(Saved data entries)

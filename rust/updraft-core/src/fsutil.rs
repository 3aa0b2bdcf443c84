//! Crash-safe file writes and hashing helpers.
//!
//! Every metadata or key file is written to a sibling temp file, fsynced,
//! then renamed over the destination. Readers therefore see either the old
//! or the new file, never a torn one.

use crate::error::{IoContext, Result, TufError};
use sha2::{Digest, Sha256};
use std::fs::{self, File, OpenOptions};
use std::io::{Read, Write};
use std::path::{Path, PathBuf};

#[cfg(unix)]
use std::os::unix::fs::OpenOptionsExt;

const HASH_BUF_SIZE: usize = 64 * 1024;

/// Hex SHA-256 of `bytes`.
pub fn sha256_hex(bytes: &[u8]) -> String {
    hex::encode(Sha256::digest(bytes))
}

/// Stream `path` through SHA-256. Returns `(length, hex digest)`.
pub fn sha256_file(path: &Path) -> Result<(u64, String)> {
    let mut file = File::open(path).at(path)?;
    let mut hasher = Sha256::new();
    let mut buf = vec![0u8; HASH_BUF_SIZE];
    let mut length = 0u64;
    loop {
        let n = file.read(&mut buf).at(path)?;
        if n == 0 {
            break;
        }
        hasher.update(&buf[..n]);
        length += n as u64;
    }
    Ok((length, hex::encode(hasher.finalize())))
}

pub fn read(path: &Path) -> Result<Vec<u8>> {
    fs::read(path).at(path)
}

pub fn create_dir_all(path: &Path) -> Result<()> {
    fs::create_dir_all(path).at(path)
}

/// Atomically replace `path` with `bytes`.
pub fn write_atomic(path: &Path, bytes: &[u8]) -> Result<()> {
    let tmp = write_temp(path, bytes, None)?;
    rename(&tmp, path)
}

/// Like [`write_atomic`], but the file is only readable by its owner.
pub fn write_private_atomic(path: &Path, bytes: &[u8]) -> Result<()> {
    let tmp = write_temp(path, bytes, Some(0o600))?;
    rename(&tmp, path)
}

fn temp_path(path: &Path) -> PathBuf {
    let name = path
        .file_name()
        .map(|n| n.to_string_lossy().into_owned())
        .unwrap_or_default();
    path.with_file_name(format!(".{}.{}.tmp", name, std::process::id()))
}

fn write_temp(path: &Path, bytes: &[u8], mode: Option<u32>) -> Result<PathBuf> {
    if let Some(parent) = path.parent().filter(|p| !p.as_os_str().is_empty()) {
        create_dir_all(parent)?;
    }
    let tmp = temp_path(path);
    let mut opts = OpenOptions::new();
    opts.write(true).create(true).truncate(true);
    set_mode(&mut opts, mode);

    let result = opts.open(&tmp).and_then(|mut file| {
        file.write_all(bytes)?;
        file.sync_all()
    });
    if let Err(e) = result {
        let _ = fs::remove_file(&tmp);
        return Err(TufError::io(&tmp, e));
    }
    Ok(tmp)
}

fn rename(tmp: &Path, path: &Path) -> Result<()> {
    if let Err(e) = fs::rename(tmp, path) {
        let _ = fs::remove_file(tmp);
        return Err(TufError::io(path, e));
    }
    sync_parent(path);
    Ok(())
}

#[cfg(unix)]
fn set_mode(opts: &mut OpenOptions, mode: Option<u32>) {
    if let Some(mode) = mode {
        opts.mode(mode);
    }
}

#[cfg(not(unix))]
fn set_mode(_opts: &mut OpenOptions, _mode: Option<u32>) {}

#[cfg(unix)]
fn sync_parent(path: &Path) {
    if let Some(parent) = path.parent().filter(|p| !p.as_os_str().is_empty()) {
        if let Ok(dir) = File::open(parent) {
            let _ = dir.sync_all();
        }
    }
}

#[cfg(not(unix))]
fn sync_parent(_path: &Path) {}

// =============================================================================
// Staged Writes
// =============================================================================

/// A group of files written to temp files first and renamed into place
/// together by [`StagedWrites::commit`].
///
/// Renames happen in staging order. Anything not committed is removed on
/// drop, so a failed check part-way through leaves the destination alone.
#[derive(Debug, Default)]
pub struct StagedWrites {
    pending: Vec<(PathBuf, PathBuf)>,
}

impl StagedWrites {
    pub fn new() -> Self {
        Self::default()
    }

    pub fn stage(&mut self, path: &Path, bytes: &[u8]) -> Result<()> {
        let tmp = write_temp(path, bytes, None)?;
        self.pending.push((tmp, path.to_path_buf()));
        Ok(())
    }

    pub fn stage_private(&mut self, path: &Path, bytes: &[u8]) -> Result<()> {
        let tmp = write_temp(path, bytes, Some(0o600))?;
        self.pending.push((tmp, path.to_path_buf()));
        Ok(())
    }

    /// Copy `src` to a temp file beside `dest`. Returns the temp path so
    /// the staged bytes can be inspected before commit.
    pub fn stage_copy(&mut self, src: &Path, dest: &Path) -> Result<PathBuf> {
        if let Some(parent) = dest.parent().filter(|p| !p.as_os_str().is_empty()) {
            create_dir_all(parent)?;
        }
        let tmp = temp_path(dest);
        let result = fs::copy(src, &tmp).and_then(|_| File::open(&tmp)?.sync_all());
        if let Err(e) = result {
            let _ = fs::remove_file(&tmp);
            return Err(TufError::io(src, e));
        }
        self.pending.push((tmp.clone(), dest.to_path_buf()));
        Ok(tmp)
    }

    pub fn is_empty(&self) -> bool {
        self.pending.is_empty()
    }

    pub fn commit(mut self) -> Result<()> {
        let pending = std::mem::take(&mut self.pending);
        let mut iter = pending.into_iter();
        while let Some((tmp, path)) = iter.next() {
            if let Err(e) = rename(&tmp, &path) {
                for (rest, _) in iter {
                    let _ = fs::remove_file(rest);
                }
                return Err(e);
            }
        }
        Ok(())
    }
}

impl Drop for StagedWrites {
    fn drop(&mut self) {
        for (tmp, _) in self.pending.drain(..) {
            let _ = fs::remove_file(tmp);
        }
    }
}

[Task statement]
Find "destination" in the preceding records. Copy each line that holds it.

[Answer to this task]
//! then renamed over the destination. Readers therefore see either the old
/// drop, so a failed check part-way through leaves the destination alone.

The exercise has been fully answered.